Zu tun hätte sie in ihrem bevorzugten Metier genug. Gerne hätten ja DFB-Generalsekretärin Heike Ullrich, die in den 1990er-Jahren als Teammanagerin die ersten WM-Turniere deutscher Fußballerinnen begleitete, und die Frauenfußball-Gesamtkoordinatorin Doris Fitschen, die als Weltmeisterin die besseren Zeiten prägte, ein deutsches WM-Spiel in der K.o.-Runde gesehen. Doch die eine (Ullrich) reiste erst zum Finalwochenende nach Sydney, die andere (Fitschen) erlebte mit der Ankunft in Melbourne aus dem Hotelzimmer die Bruchlandung der DFB-Frauen in Brisbane.

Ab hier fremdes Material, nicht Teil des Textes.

mod account_commands;
mod config_commands;

use std::path::PathBuf;

use {
    clap::{Parser, Subcommand},
    larkwire_channels::ChannelRegistry,
    larkwire_feishu::FeishuChannel,
    tracing::debug,
    tracing_subscriber::{EnvFilter, fmt, layer::SubscriberExt, util::SubscriberInitExt},
};

#[derive(Parser)]
#[command(name = "larkwire", about = "larkwire: Feishu / Lark bot account inspector")]
struct Cli {
    #[command(subcommand)]
    command: Commands,

    /// Log level (trace, debug, info, warn, error).
    #[arg(long, global = true, default_value = "warn")]
    log_level: String,

    /// Output logs as JSON instead of human-readable.
    #[arg(long, global = true, default_value_t = false)]
    json_logs: bool,

    /// Custom config directory (overrides ./ and ~/.config/larkwire/).
    #[arg(long, global = true, env = "LARKWIRE_CONFIG_DIR")]
    config_dir: Option<PathBuf>,
}

#[derive(Subcommand)]
enum Commands {
    /// Inspect configured bot accounts.
    Accounts {
        #[command(subcommand)]
        action: account_commands::AccountAction,
    },
    /// Configuration management.
    Config {
        #[command(subcommand)]
        action: config_commands::ConfigAction,
    },
}

fn init_telemetry(cli: &Cli) {
    let filter =
        EnvFilter::try_from_default_env().unwrap_or_else(|_| EnvFilter::new(&cli.log_level));

    let registry = tracing_subscriber::registry().with(filter);

    if cli.json_logs {
        registry
            .with(fmt::layer().json().with_writer(std::io::stderr))
            .init();
    } else {
        registry
            .with(fmt::layer().with_target(false).with_writer(std::io::stderr))
            .init();
    }
}

fn channel_registry() -> ChannelRegistry {
    let mut registry = ChannelRegistry::new();
    registry.register(Box::new(FeishuChannel::default()));
    registry
}

fn main() -> anyhow::Result<()> {
    // `.env` is optional; secrets referenced as ${VAR} in the config often live there.
    let _ = dotenvy::dotenv();

    let cli = Cli::parse();
    init_telemetry(&cli);
    debug!(config_dir = ?cli.config_dir, "starting larkwire");

    let registry = channel_registry();
    let config_dir = cli.config_dir.as_deref();
    match cli.command {
        Commands::Accounts { action } => {
            account_commands::handle_accounts(action, &registry, config_dir)
        },
        Commands::Config { action } => config_commands::handle_config(action, config_dir),
    }
}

Dass Deutschland mal die Benchmark bildete, daran erinnerte nur noch das ständig in den WM-Stadien über die Videowände flimmernde Golden Goal von Nia Künzer. Das ist aber bald 20 Jahre her. DFB-Präsident Bernd Neuendorf sollte bei der Ursachenforschung für die atmosphärischen Störungen im aktuellen Team, insbesondere zwischen Trainerstab und Spielerinnen, nicht nur an der Oberfläche kratzen. „Die Analyse findet gerade noch statt. Sie wird sehr ehrlich durchgeführt. Wir müssen jetzt die richtigen Fragen stellen und mit den richtigen Menschen sprechen“, betonte Ullrich. Wegen der Olympia-Qualifikation mit dem Nations-League-Auftakt am 22. September in Dänemark drängt die Zeit.
Erst eine Woche zuvor beginnt die Frauen-Bundesliga. Die ranghöchste DFB-Frau glaubt nicht, dass der erhöhte Zuspruch in der Liga gleich wieder abebbt, „da bin ich optimistisch, vielleicht gibt es eine kleine Delle“. Für die frühere Frauenfußball-Direktorin des DFB sind die mehr als akzeptablen Einschaltquoten der Halbfinals – 2,95 Millionen in der ARD bei Australien gegen England, 2,2 Millionen im ZDF bei Spanien gegen Schweden – der Beleg, dass ein neues Grundinteresse hierzulande verankert ist.
Viel schwieriger könnte es werden, die Frauen-WM 2027 in das Dreiländereck Deutschland, Niederlande und Belgien zu holen. Das nachhaltige Konzept wäre das Kontrastprogramm zu den vielen Flugreisen dieser Endrunde, aber das interessiert die überwältigende Mehrheit der Fifa-Funktionäre vermutlich herzlich wenig. Selbst der DFB glaubt an eine „politische Abstimmung“ am 17. Mai 2024 in Bangkok, wenn die 211 Mitgliedsverbände den nächsten Ausrichter unter den vier Kandidaten aus Südafrika, Brasilien, der Doppelbewerbung USA und Mexiko und dem europäischen Dreiländereck bestimmen. Entscheidend wird der Block mit 46 Stimmen aus Asien sein, weil von dort keine Bewerbung vorliegt.